Dallas South News Wire (Southern Methodist University)
On the heels of Columbia Law School researchers’ May 16 report proving that Carlos DeLuna was wrongfully executed in Texas in 1989, Rick Halperin, one of this country’s leading death penalty abolitionists, will join others at the Dallas County Courthouse on Friday at noon to appeal to Dallas County District Attorney Craig Watkins to stop seeking death sentences for people charged with capital crimes “because it is clear that innocent people continue to be convicted and sent to death row in Texas,” Halperin says.
Columbia’s full report, “Los Tocayos Carlos: An Anatomy of a Wrongful Conviction,” is the result of five years of investigation, and includes video clips and interviews about the case.
Police booking photo for Carlos DeLuna
“This report highlights only the tip of the iceberg,” Halperin says. “The DeLuna case is a not a singular aberration of a person who has been wrongfully convicted and executed in Texas.

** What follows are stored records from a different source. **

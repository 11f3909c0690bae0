//! Change detection between a collected batch and the store.
//!
//! Every candidate is persisted (insert or in-place update) and observed
//! through a snapshot. Only courses that did not exist before are reported
//! as new; relevant updates are stored but never announced.

use std::sync::Arc;

use serde::{Deserialize, Serialize};

use crate::error::{AppError, Result};
use crate::models::{Course, Snapshot};
use crate::storage::CourseStore;

/// Per-batch counters.
#[derive(Debug, Clone, Copy, Default, PartialEq, Eq, Serialize, Deserialize)]
pub struct ChangeCounts {
    pub processed: usize,
    pub new: usize,
    pub updated: usize,
    pub unchanged: usize,
    pub skipped: usize,
    pub failed: usize,
    /// Persisted courses whose snapshot could not be written
    pub snapshot_failed: usize,
}

/// Outcome of one detection pass.
#[derive(Debug, Clone, Default)]
pub struct ChangeReport {
    /// Inserted courses, in batch order
    pub new: Vec<Course>,
    /// Existing courses whose status, price or dates changed
    pub updated: Vec<Course>,
    pub counts: ChangeCounts,
}

impl ChangeReport {
    pub fn has_changes(&self) -> bool {
        !self.new.is_empty() || !self.updated.is_empty()
    }
}

enum Outcome {
    New(Course),
    Updated(Course),
    Unchanged,
}

/// True when status, price or either date differ (exact, null-safe comparison).
pub fn is_relevant_update(stored: &Course, incoming: &Course) -> bool {
    stored.status_text != incoming.status_text
        || stored.price_text != incoming.price_text
        || stored.start_date != incoming.start_date
        || stored.end_date != incoming.end_date
}

/// Classifies candidates against stored state and persists them.
#[derive(Clone)]
pub struct ChangeDetector {
    store: Arc<dyn CourseStore>,
}

impl ChangeDetector {
    pub fn new(store: Arc<dyn CourseStore>) -> Self {
        Self { store }
    }

    /// Persist the batch and report which courses are new.
    ///
    /// Candidates must already carry `platform_id`. Store failures on a
    /// single item are logged and counted; the rest of the batch continues.
    pub async fn compute_new_or_updated(&self, batch: &[Course]) -> ChangeReport {
        let mut report = ChangeReport::default();

        for candidate in batch {
            if candidate.external_id_hash.trim().is_empty() || candidate.platform_id.is_none() {
                log::debug!("skipping candidate without hash or platform title={:?}", candidate.title);
                report.counts.skipped += 1;
                continue;
            }
            report.counts.processed += 1;

            match self.detect_one(candidate, &mut report.counts).await {
                Ok(Outcome::New(course)) => {
                    report.counts.new += 1;
                    report.new.push(course);
                }
                Ok(Outcome::Updated(course)) => {
                    report.counts.updated += 1;
                    report.updated.push(course);
                }
                Ok(Outcome::Unchanged) => report.counts.unchanged += 1,
                Err(AppError::Validation(message)) => {
                    log::warn!(
                        "invalid candidate hash={} title={:?}: {}",
                        candidate.external_id_hash,
                        candidate.title,
                        message
                    );
                    report.counts.skipped += 1;
                }
                Err(e) => {
                    log::error!(
                        "store failure hash={} title={:?}: {}",
                        candidate.external_id_hash,
                        candidate.title,
                        e
                    );
                    report.counts.failed += 1;
                }
            }
        }

        log::info!(
            "change detection processed={} new={} updated={} unchanged={} skipped={} failed={} snapshot_failed={}",
            report.counts.processed,
            report.counts.new,
            report.counts.updated,
            report.counts.unchanged,
            report.counts.skipped,
            report.counts.failed,
            report.counts.snapshot_failed
        );
        report
    }

    async fn detect_one(&self, candidate: &Course, counts: &mut ChangeCounts) -> Result<Outcome> {
        match self.store.find_by_hash(&candidate.external_id_hash).await? {
            None => {
                let saved = self.store.upsert(candidate).await?;
                self.safe_snapshot(&saved, candidate, counts).await;
                Ok(Outcome::New(saved))
            }
            Some(stored) if is_relevant_update(&stored, candidate) => {
                let saved = self.store.upsert(candidate).await?;
                self.safe_snapshot(&saved, candidate, counts).await;
                log::debug!("relevant update hash={}", saved.external_id_hash);
                Ok(Outcome::Updated(saved))
            }
            Some(stored) => {
                self.safe_snapshot(&stored, candidate, counts).await;
                Ok(Outcome::Unchanged)
            }
        }
    }

    /// Snapshot failures never undo the classification of a stored course.
    async fn safe_snapshot(&self, saved: &Course, observed: &Course, counts: &mut ChangeCounts) {
        if let Err(e) = self.snapshot(saved, observed).await {
            log::error!(
                "snapshot failure hash={} title={:?}: {}",
                saved.external_id_hash,
                saved.title,
                e
            );
            counts.snapshot_failed += 1;
        }
    }

    async fn snapshot(&self, saved: &Course, observed: &Course) -> Result<()> {
        let course_id = saved
            .id
            .ok_or_else(|| AppError::store(format!("course {} has no id", saved.external_id_hash)))?;
        let mut snapshot = Snapshot::observe(
            course_id,
            observed.status_text.clone(),
            observed.price_text.clone(),
        );
        snapshot.raw_json = serde_json::to_string(observed).ok();
        self.store.save_snapshot(snapshot).await?;
        Ok(())
    }
}

#[cfg(test)]
mod tests {
    use super::*;
    use crate::models::PlatformConfig;
    use crate::storage::{LatestQuery, MemoryStore};
    use async_trait::async_trait;
    use chrono::NaiveDate;

    /// Delegates to a memory store but refuses every snapshot.
    struct NoSnapshots(MemoryStore);

    #[async_trait]
    impl CourseStore for NoSnapshots {
        async fn find_by_hash(&self, hash: &str) -> Result<Option<Course>> {
            self.0.find_by_hash(hash).await
        }
        async fn upsert(&self, course: &Course) -> Result<Course> {
            self.0.upsert(course).await
        }
        async fn save_snapshot(&self, _: Snapshot) -> Result<Snapshot> {
            Err(AppError::store("snapshot log unavailable"))
        }
        async fn snapshots_for(&self, course_id: i64) -> Result<Vec<Snapshot>> {
            self.0.snapshots_for(course_id).await
        }
        async fn find_latest(&self, query: &LatestQuery) -> Result<Vec<Course>> {
            self.0.find_latest(query).await
        }
        async fn find_pending(&self, platform: &str, limit: usize) -> Result<Vec<Course>> {
            self.0.find_pending(platform, limit).await
        }
        async fn mark_notified(&self, ids: &[i64]) -> Result<usize> {
            self.0.mark_notified(ids).await
        }
    }

    fn store() -> Arc<MemoryStore> {
        Arc::new(MemoryStore::from_config(&[PlatformConfig::named("evg")]))
    }

    fn candidate(title: &str) -> Course {
        let mut c = Course::candidate(title, &format!("https://x.br/curso/{title}"), "EVG");
        c.platform_id = Some(1);
        c.status_text = Some("Online (EAD)".into());
        c
    }

    #[test]
    fn relevance_is_exact_and_null_safe() {
        let a = candidate("a");
        let mut b = a.clone();
        assert!(!is_relevant_update(&a, &b));

        b.status_text = Some("online (ead)".into());
        assert!(is_relevant_update(&a, &b));

        let mut c = a.clone();
        c.end_date = NaiveDate::from_ymd_opt(2025, 1, 1);
        assert!(is_relevant_update(&a, &c));

        let mut d = a.clone();
        d.title = "renamed".into();
        d.area = Some("Tecnologia".into());
        assert!(!is_relevant_update(&a, &d));
    }

    #[tokio::test]
    async fn second_pass_finds_nothing_new() {
        let store = store();
        let detector = ChangeDetector::new(store.clone());
        let batch = vec![candidate("a"), candidate("b"), candidate("c")];

        let first = detector.compute_new_or_updated(&batch).await;
        assert_eq!(first.new.len(), 3);
        assert_eq!(store.snapshot_count().unwrap(), 3);

        let second = detector.compute_new_or_updated(&batch).await;
        assert!(second.new.is_empty());
        assert_eq!(second.counts.unchanged, 3);
        assert_eq!(store.snapshot_count().unwrap(), 6);
    }

    #[tokio::test]
    async fn status_change_updates_without_announcing() {
        let store = store();
        let detector = ChangeDetector::new(store.clone());
        detector.compute_new_or_updated(&[candidate("a")]).await;

        let mut changed = candidate("a");
        changed.status_text = Some("Encerrado".into());
        let report = detector.compute_new_or_updated(&[changed]).await;

        assert!(report.new.is_empty());
        assert_eq!(report.updated.len(), 1);
        assert_eq!(report.counts.updated, 1);
        assert_eq!(store.snapshot_count().unwrap(), 2);
        let stored = store.courses().unwrap();
        assert_eq!(stored[0].status_text.as_deref(), Some("Encerrado"));
    }

    #[tokio::test]
    async fn invalid_candidates_are_skipped() {
        let detector = ChangeDetector::new(store());
        let mut no_platform = candidate("a");
        no_platform.platform_id = None;
        let mut no_hash = candidate("b");
        no_hash.external_id_hash = " ".into();
        let mut unknown_platform = candidate("c");
        unknown_platform.platform_id = Some(99);

        let report = detector
            .compute_new_or_updated(&[no_platform, no_hash, unknown_platform, candidate("d")])
            .await;
        assert_eq!(report.counts.skipped, 2);
        assert_eq!(report.counts.failed, 1);
        assert_eq!(report.counts.new, 1);
    }

    #[tokio::test]
    async fn snapshot_failure_still_reports_new_and_updated() {
        let store = Arc::new(NoSnapshots(MemoryStore::from_config(&[PlatformConfig::named(
            "evg",
        )])));
        let detector = ChangeDetector::new(store.clone());

        let first = detector
            .compute_new_or_updated(&[candidate("a"), candidate("b")])
            .await;
        assert_eq!(first.new.len(), 2);
        assert_eq!(first.counts.failed, 0);
        assert_eq!(first.counts.snapshot_failed, 2);

        let mut changed = candidate("a");
        changed.status_text = Some("Encerrado".into());
        let second = detector.compute_new_or_updated(&[changed, candidate("b")]).await;
        assert_eq!(second.updated.len(), 1);
        assert_eq!(second.counts.unchanged, 1);
        assert_eq!(second.counts.snapshot_failed, 2);
        assert_eq!(store.0.courses().unwrap().len(), 2);
    }
}
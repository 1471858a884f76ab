//! Infrastructure layer: filesystem, console and configuration adapters.

pub mod config;
pub mod logging;
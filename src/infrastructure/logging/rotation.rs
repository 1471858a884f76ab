//! Log file rollover
//!
//! A category file that grows past the size limit is renamed to
//! `<category>.log.<index>` and a fresh file is started under the original
//! name. The index is one past the highest suffix already present in the
//! directory, wrapping back to 1 once `max_rollover_index` is exceeded, in
//! which case the old rotated file at that index is replaced.

use std::fs;
use std::path::{Path, PathBuf};

use tracing::{debug, info, warn};

use super::category::{CategoryRegistry, LogCategory, LOG_EXTENSION};
use crate::domain::errors::{LogError, LogResult};
use crate::domain::models::Config;

/// Path a category file is renamed to for a given rollover index.
pub fn rollover_path(log_directory: &Path, category: &str, index: u32) -> PathBuf {
    log_directory.join(format!("{category}{LOG_EXTENSION}.{index}"))
}

/// Next free rollover index for `category` in `log_directory`.
///
/// Only regular files named `<category>.log.<suffix>` are considered, where
/// the category is matched literally. The index is parsed from the text after
/// the last `.`; non-numeric suffixes are ignored. An unreadable directory
/// counts as empty.
pub fn next_rollover_index(log_directory: &Path, category: &str, max_rollover_index: u32) -> u32 {
    let prefix = format!("{category}{LOG_EXTENSION}.");

    let entries = match fs::read_dir(log_directory) {
        Ok(entries) => entries,
        Err(e) => {
            warn!(path = %log_directory.display(), error = %e, "failed to scan log directory");
            return 1;
        }
    };

    let mut available: u64 = 1;

    for entry in entries.filter_map(Result::ok) {
        let is_file = entry.file_type().map(|t| t.is_file()).unwrap_or(false);
        if !is_file {
            continue;
        }

        let file_name = entry.file_name();
        let Some(file_name) = file_name.to_str() else {
            continue;
        };

        if !file_name.starts_with(&prefix) {
            continue;
        }

        let Some((_, suffix)) = file_name.rsplit_once('.') else {
            continue;
        };

        if let Ok(index) = suffix.parse::<u32>() {
            available = available.max(u64::from(index) + 1);
        }
    }

    if available > u64::from(max_rollover_index) {
        debug!(category, max_rollover_index, "rollover index wrapped");
        return 1;
    }

    // available <= max_rollover_index, so it fits
    u32::try_from(available).unwrap_or(1)
}

/// Log file rotator with a size threshold and an index ceiling
#[derive(Debug, Clone)]
pub struct LogRotator {
    log_directory: PathBuf,
    /// Maximum file size in bytes before rotation
    max_file_size: u64,
    /// Highest suffix before wrapping back to 1
    max_rollover_index: u32,
}

impl LogRotator {
    pub fn new(log_directory: impl Into<PathBuf>, max_file_size: u64, max_rollover_index: u32) -> Self {
        Self {
            log_directory: log_directory.into(),
            max_file_size,
            max_rollover_index,
        }
    }

    pub fn from_config(config: &Config) -> Self {
        Self::new(
            config.log_directory.clone(),
            config.max_file_size_bytes,
            config.max_rollover_index,
        )
    }

    /// Check if a category file is past the size limit
    pub fn needs_rollover(&self, category: &LogCategory) -> bool {
        match category.size() {
            Ok(size) => size > self.max_file_size,
            Err(e) => {
                warn!(category = category.name(), error = %e, "failed to read category file size");
                false
            }
        }
    }

    /// Roll every oversized category over.
    ///
    /// Every oversized category is attempted and the failures returned. A
    /// category that failed keeps its oversized file and is retried on the
    /// next pass.
    pub fn perform_maintenance(&self, registry: &mut CategoryRegistry) -> Vec<LogError> {
        let oversized: Vec<String> = registry
            .names()
            .into_iter()
            .filter(|name| registry.get(name).is_some_and(|c| self.needs_rollover(c)))
            .collect();

        oversized
            .iter()
            .filter_map(|name| self.rotate(registry, name).err())
            .collect()
    }

    /// Rename the active file of `name` to its next rollover path and start
    /// a fresh one. Returns the rotated path.
    pub fn rotate(&self, registry: &mut CategoryRegistry, name: &str) -> LogResult<PathBuf> {
        let index = next_rollover_index(&self.log_directory, name, self.max_rollover_index);
        let target = rollover_path(&self.log_directory, name, index);

        if target.exists() {
            fs::remove_file(&target).map_err(|source| LogError::RolloverRemove {
                path: target.clone(),
                source,
            })?;
            debug!(path = %target.display(), "removed rollover file being reused");
        }

        let Some(current) = registry.remove(name) else {
            return Err(LogError::CategoryOpen {
                category: name.to_string(),
                source: std::io::Error::from(std::io::ErrorKind::NotFound),
            });
        };

        let active_path = current.path().to_path_buf();
        if let Err(e) = current.close() {
            warn!(category = name, error = %e, "failed to flush category before rollover");
        }

        if let Err(source) = fs::rename(&active_path, &target) {
            // Keep appending to the oversized file until a later pass succeeds
            match LogCategory::open(&self.log_directory, name) {
                Ok(reopened) => registry.insert(reopened),
                Err(e) => warn!(category = name, error = %e, "failed to reopen category after failed rollover"),
            }
            return Err(LogError::RolloverRename {
                from: active_path,
                to: target,
                source,
            });
        }

        let fresh = LogCategory::create(&self.log_directory, name).map_err(|source| {
            LogError::CategoryOpen {
                category: name.to_string(),
                source,
            }
        })?;
        registry.insert(fresh);

        info!(
            category = name,
            old_path = %active_path.display(),
            new_path = %target.display(),
            index,
            "rotated log file"
        );

        Ok(target)
    }
}
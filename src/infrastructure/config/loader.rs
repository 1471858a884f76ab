use anyhow::{Context, Result};
use figment::Figment;
use figment::providers::{Env, Format, Serialized, Yaml};
use thiserror::Error;

use crate::domain::models::config::Config;

/// Configuration error types
#[derive(Error, Debug)]
pub enum ConfigError {
    #[error("Log directory cannot be empty")]
    EmptyLogDirectory,

    #[error("Default category name cannot be empty")]
    EmptyDefaultCategory,

    #[error("Invalid max_file_size_bytes: {0}. Must be at least 1")]
    InvalidMaxFileSize(u64),

    #[error("Invalid max_rollover_index: {0}. Must be at least 1")]
    InvalidMaxRolloverIndex(u32),

    #[error("Invalid default category name '{0}': must not contain path separators")]
    InvalidCategoryName(String),
}

/// Configuration loader with hierarchical merging
pub struct ConfigLoader;

impl ConfigLoader {
    /// Load configuration with hierarchical merging
    ///
    /// Precedence (lowest to highest):
    /// 1. Programmatic defaults (Serialized)
    /// 2. catlog.yaml in the working directory (optional)
    /// 3. Environment variables (CATLOG_* prefix, highest priority)
    pub fn load() -> Result<Config> {
        let config: Config = Figment::new()
            .merge(Serialized::defaults(Config::default()))
            .merge(Yaml::file("catlog.yaml"))
            .merge(Env::prefixed("CATLOG_"))
            .extract()
            .context("Failed to extract configuration from figment")?;

        Self::validate(&config)?;
        Ok(config)
    }

    /// Load configuration from a specific file
    pub fn load_from_file(path: impl AsRef<std::path::Path>) -> Result<Config> {
        let config: Config = Figment::new()
            .merge(Serialized::defaults(Config::default()))
            .merge(Yaml::file(path.as_ref()))
            .extract()
            .context(format!(
                "Failed to load config from {}",
                path.as_ref().display()
            ))?;

        Self::validate(&config)?;
        Ok(config)
    }

    /// Validate configuration after loading
    pub fn validate(config: &Config) -> Result<(), ConfigError> {
        if config.log_directory.as_os_str().is_empty() {
            return Err(ConfigError::EmptyLogDirectory);
        }

        if config.default_category_name.is_empty() {
            return Err(ConfigError::EmptyDefaultCategory);
        }

        if config.default_category_name.contains(['/', '\\']) {
            return Err(ConfigError::InvalidCategoryName(
                config.default_category_name.clone(),
            ));
        }

        if config.max_file_size_bytes == 0 {
            return Err(ConfigError::InvalidMaxFileSize(config.max_file_size_bytes));
        }

        if config.max_rollover_index == 0 {
            return Err(ConfigError::InvalidMaxRolloverIndex(
                config.max_rollover_index,
            ));
        }

        Ok(())
    }
}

In fact, there have been and remain numerous innocent people who have been sent to death row and executed, or people currently on death row waiting to be executed.”
Halperin notes that the community need only consider the Dallas County Jail, where 32 men have been released after being wrongfully convicted. Others such as Ben Spencer remain. Spencer has been in jail 22 years, and “despite the judge who sentenced him now admitting he believes he is innocent, Watkins won’t re-open the case, which defies his own comments that the main job of a DA is to do justice,” Halperin says. “But seeking death and leaving innocent people in jail is not justice. It’s morally unacceptable and violative of people’s rights and dignity.”
Dallas County leads the U.S. in the number of people exonerated after being wrongfully convicted, Halperin says. “These are not death row cases but they’re symptomatic of continued mistakes within the criminal justice system. Craig Watkins keeps saying that he is morally opposed to the death penalty, yet he continues to go into the courtroom to seek death. Either he is or isn’t for the death penalty. This is an opportunity for him to deliver consistency and stop being hypocritical about what he says and how he acts.”
Those who have been executed in Texas despite strong-to-overwhelming evidence of innocence include Cameron Todd Willingham, Claude Jones, Ruben Cantu, Joe Nichols, Carlos Santana, Leonel Herrera, James Betherd, Shaka Sankofa (aka Gary Graham), Greg Wright and Frances Newton.
“In addition there are people currently on death row with strong claims of innocence, including Hank Skinner, Tony Medina, Howard Guidry, Brian Davis, Max Soffar and Rob Will,” Halperin says. “And 12 people have been released from Texas’ death row because they were innocent, among them Anthony Graves, Robert Springsteen, Ernest Ray Willis, Ricardo Aldape Guerra, Muneer Deeb, Clarence Brandley and Randall Dale Adams.”
“The overwhelming factual evidence is that this state has executed at least one innocent person and most likely many more who were innocent,” Halperin says. “The day should come immediately that all DAs in this state stop seeking death as a judicial punishment.”